Self-exploration, just like self-love, isn't selfish. It's actually selfless. The more you learn about yourself, the more you question your beliefs and the world around you, the more open-minded your mind becomes. And the more you open your mind, the more open you are to new experiences, new people, new ideas. All of that openness leads to lots of goodness in the world. With that in mind, this week I decided to round up some more questions to explore my own life, beliefs, and self-knowledge. And I thought you might like them too! 

  1. Is there a purpose to life? If so, what do you think it is? 
  2. How to you define what is art and what is not?
  3. Do you closely identify with your immediate surroundings?
  4. How would you define the term "a good life"?
  5. Where does your self-worth come from?
  6. How do you feel about the concept of religion?
  7. Do believe that you're completely and truly free?
  8. What's the best way to achieve lasting happiness?
  9. Do you value intelligence or wisdom more highly?
  10. How do you contribute to your society?
  11. What are the standards you use to judge humans?
  12. Do you desire to be in a position of power?
  13. What types of things or topics do you tend to avoid? 
  14. How important is health in your day-to-day life?
  15. Do you often feel jealous or envious? 

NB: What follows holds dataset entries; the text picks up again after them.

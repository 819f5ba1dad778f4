use gloo_timers::callback::Timeout;
use omega_news_shared::newsroom::LOGIN_FAILED;
use web_sys::HtmlInputElement;
use yew::prelude::*;
use yew_router::prelude::*;

use crate::{
    components::icons::{Icon, IconName},
    config::LOGIN_DELAY_MS,
    data_context::{use_data, DataAction},
    router::Route,
    seo::apply_page_meta,
};

#[function_component(LoginPage)]
pub fn login_page() -> Html {
    let ctx = use_data();
    let navigator = use_navigator();
    let email = use_state(String::new);
    let password = use_state(String::new);
    let loading = use_state(|| false);
    let attempted = use_state(|| false);

    let authenticated = ctx.as_ref().is_some_and(|ctx| ctx.is_authenticated());

    {
        let navigator = navigator.clone();
        use_effect_with(authenticated, move |authenticated| {
            if *authenticated {
                if let Some(navigator) = navigator.as_ref() {
                    navigator.replace(&Route::AdminDashboard);
                }
            }
            || ()
        });
    }

    use_effect_with((), |_| {
        apply_page_meta("Admin Login", None);
        || ()
    });

    let on_email = {
        let email = email.clone();
        Callback::from(move |event: InputEvent| {
            if let Some(target) = event.target_dyn_into::<HtmlInputElement>() {
                email.set(target.value());
            }
        })
    };
    let on_password = {
        let password = password.clone();
        Callback::from(move |event: InputEvent| {
            if let Some(target) = event.target_dyn_into::<HtmlInputElement>() {
                password.set(target.value());
            }
        })
    };

    let on_submit = {
        let ctx = ctx.clone();
        let email = email.clone();
        let password = password.clone();
        let loading = loading.clone();
        let attempted = attempted.clone();
        Callback::from(move |event: SubmitEvent| {
            event.prevent_default();
            let Some(ctx) = ctx.clone() else {
                return;
            };
            attempted.set(false);
            loading.set(true);

            let email = (*email).clone();
            let password = (*password).clone();
            let loading = loading.clone();
            let attempted = attempted.clone();
            Timeout::new(LOGIN_DELAY_MS, move || {
                ctx.dispatch(DataAction::Login {
                    email,
                    password,
                });
                loading.set(false);
                attempted.set(true);
            })
            .forget();
        })
    };

    let show_error = *attempted && !*loading && !authenticated;
    let input_classes = "w-full rounded-lg border border-[var(--border)] py-3 pl-10 pr-3 text-sm focus:border-[var(--primary)] focus:outline-none disabled:opacity-60";

    html! {
        <div class="flex min-h-screen items-center justify-center bg-slate-100 px-4">
            <div class="w-full max-w-md rounded-2xl bg-white p-8 shadow-xl">
                <div class="mb-8 text-center">
                    <div class="mb-4 inline-flex h-16 w-16 items-center justify-center rounded-full bg-[var(--primary)] text-white">
                        <Icon name={IconName::Users} size={32} />
                    </div>
                    <h1 class="text-2xl font-bold">{ "Admin Login" }</h1>
                    <p class="mt-1 text-sm text-[var(--muted)]">{ "Sign in to access the dashboard" }</p>
                    <p class="mt-1 text-xs text-[var(--muted)]">{ "(Use: admin@omeganews.com / admin123)" }</p>
                </div>
                <form class="space-y-5" onsubmit={on_submit}>
                    if show_error {
                        <div class="rounded-lg border border-red-200 bg-red-50 px-4 py-3 text-sm text-red-700" role="alert" aria-live="polite">
                            { LOGIN_FAILED }
                        </div>
                    }
                    <div>
                        <label for="email" class="mb-1 block text-sm font-medium">{ "Email Address" }</label>
                        <div class="relative">
                            <span class="absolute left-3 top-1/2 -translate-y-1/2 text-[var(--muted)]">
                                <Icon name={IconName::Mail} size={18} />
                            </span>
                            <input
                                id="email"
                                type="email"
                                class={input_classes}
                                placeholder="admin@omeganews.com"
                                value={(*email).clone()}
                                oninput={on_email}
                                required=true
                                disabled={*loading}
                            />
                        </div>
                    </div>
                    <div>
                        <label for="password" class="mb-1 block text-sm font-medium">{ "Password" }</label>
                        <div class="relative">
                            <span class="absolute left-3 top-1/2 -translate-y-1/2 text-[var(--muted)]">
                                <Icon name={IconName::Settings} size={18} />
                            </span>
                            <input
                                id="password"
                                type="password"
                                class={input_classes}
                                placeholder="••••••••"
                                value={(*password).clone()}
                                oninput={on_password}
                                required=true
                                disabled={*loading}
                            />
                        </div>
                    </div>
                    <button
                        type="submit"
                        class="w-full rounded-lg bg-[var(--primary)] py-3 text-sm font-bold text-white hover:bg-red-700 disabled:opacity-60"
                        disabled={*loading}
                    >
                        { if *loading { "Signing In..." } else { "Sign In" } }
                    </button>
                </form>
                <div class="mt-6 text-center">
                    <Link<Route> to={Route::Home} classes={classes!("text-sm", "text-[var(--muted)]", "hover:text-[var(--primary)]")}>
                        { "Back to Website" }
                    </Link<Route>>
                </div>
            </div>
        </div>
    }
}
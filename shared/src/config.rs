//! Store configuration.

/// Prefix shared by every persisted key.
pub const KEY_PREFIX: &str = "omega_";

/// Session-scoped key holding the admin token.
pub const SESSION_TOKEN_KEY: &str = "omega_admin_token";

/// How long a toast stays on screen.
pub const TOAST_TTL_MS: i64 = 3_000;

/// Admin login accepted by default.
pub const DEFAULT_ADMIN_EMAIL: &str = "admin@omeganews.com";
/// Password paired with [`DEFAULT_ADMIN_EMAIL`].
pub const DEFAULT_ADMIN_PASSWORD: &str = "admin123";

/// Names of the persisted collections. The storage key is the prefix
/// followed by the name, e.g. `omega_articles`.
#[derive(Debug, Clone, Copy, PartialEq, Eq, Hash)]
pub enum Collection {
    /// Published and draft posts.
    Articles,
    /// Section taxonomy.
    Categories,
    /// Reader comments.
    Comments,
    /// Free-standing CMS pages.
    Pages,
    /// Site settings singleton.
    Settings,
    /// Staff registry.
    Authors,
    /// Media library.
    Media,
}

impl Collection {
    /// Every collection in persistence order.
    pub const ALL: [Collection; 7] = [
        Collection::Articles,
        Collection::Categories,
        Collection::Comments,
        Collection::Pages,
        Collection::Settings,
        Collection::Authors,
        Collection::Media,
    ];

    /// Lowercase name used in keys and on the command line.
    pub fn name(&self) -> &'static str {
        match self {
            Collection::Articles => "articles",
            Collection::Categories => "categories",
            Collection::Comments => "comments",
            Collection::Pages => "pages",
            Collection::Settings => "settings",
            Collection::Authors => "authors",
            Collection::Media => "media",
        }
    }

    /// Inverse of [`Collection::name`], ignoring case and surrounding blanks.
    pub fn parse(raw: &str) -> Option<Self> {
        let normalized = raw.trim().to_ascii_lowercase();
        Collection::ALL
            .into_iter()
            .find(|collection| collection.name() == normalized)
    }
}

impl std::fmt::Display for Collection {
    fn fmt(&self, f: &mut std::fmt::Formatter<'_>) -> std::fmt::Result {
        f.write_str(self.name())
    }
}

/// Runtime knobs of the store and session gate.
#[derive(Debug, Clone, PartialEq, Eq)]
pub struct StoreConfig {
    /// Prefix put in front of each collection name.
    pub key_prefix: String,
    /// Session-scoped key for the admin token.
    pub session_key: String,
    /// Toast lifetime.
    pub toast_ttl_ms: i64,
    /// Accepted admin email.
    pub admin_email: String,
    /// Accepted admin password.
    pub admin_password: String,
}

impl Default for StoreConfig {
    fn default() -> Self {
        Self {
            key_prefix: KEY_PREFIX.to_string(),
            session_key: SESSION_TOKEN_KEY.to_string(),
            toast_ttl_ms: TOAST_TTL_MS,
            admin_email: DEFAULT_ADMIN_EMAIL.to_string(),
            admin_password: DEFAULT_ADMIN_PASSWORD.to_string(),
        }
    }
}

impl StoreConfig {
    /// Storage key for a collection.
    pub fn key(&self, collection: Collection) -> String {
        format!("{}{}", self.key_prefix, collection.name())
    }
}

#[cfg(test)]
mod tests {
    use super::*;

    #[test]
    fn default_keys_match_browser_layout() {
        let config = StoreConfig::default();
        let keys = Collection::ALL
            .iter()
            .map(|collection| config.key(*collection))
            .collect::<Vec<_>>();
        assert_eq!(
            keys,
            vec![
                "omega_articles",
                "omega_categories",
                "omega_comments",
                "omega_pages",
                "omega_settings",
                "omega_authors",
                "omega_media",
            ]
        );
        assert_eq!(config.session_key, "omega_admin_token");
    }

    #[test]
    fn collection_parse_is_case_insensitive() {
        assert_eq!(Collection::parse(" Articles"), Some(Collection::Articles));
        assert_eq!(Collection::parse("media"), Some(Collection::Media));
        assert_eq!(Collection::parse("users"), None);
    }
}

  16. What do you imagine your future self to be like?
  17. How much of your life do you spend online? 
  18. Do you believe the future is real? 
  19. What is the best possible way to discover truth?
  20. Does everything have order or is it all random?
  21. How would you define yourself in three words? 
  22. What impact does language have on your beliefs? 
  23. Do you think creativity has a limit? 
  24. Why do we resist doing what's good for us? 
  25. How accurate do you think your memory is? 
  26. Does morality apply to animals, or just humans?
  27. What obligation do we have to improve ourselves? 
  28. How does the concept of beauty influence you? 
  29. When do you label something as "evil"?
  30. How do you measure the productivity of a day?
  31. Would you want to live in another time period?
  32. Do you highly value your personal privacy?
  33. What would the world be like without laws?
  34. How many kinds of love have you given or received?
  35. Is it ever okay to do the wrong thing? When? 
  36. How do you envision your life will end?
  37. What are the best parts of human nature? 
  38. Do you consider your work to be purposeful?
  39. How much money would a year of your life be worth?
  40. Are emotions more positive or negative for us? 
  41. Do you believe in the concept of fate? 
  42. How much does your name impact your life? 
  43. Is it possible to create something completely new?
  44. What would you like to be remembered for?
  45. Do you feel you've accomplished a great deal so far? 
  46. How far do you go to avoid personal suffering? 
  47. Is the concept of "you" always changing? 
  48. When do you feel most alive and present in your life?
  49. What would an ideal world look like to you?
  50. What question would you like someone to ask you?


If you feel comfortable sharing any of your answers, I'd love to hear them in the comments below! But, either way, I hope these questions inspire you to think differently, to explore what ideas and beliefs matter most to you, and to consider how the concept of questions — and the act of questioning — can positively impact your life.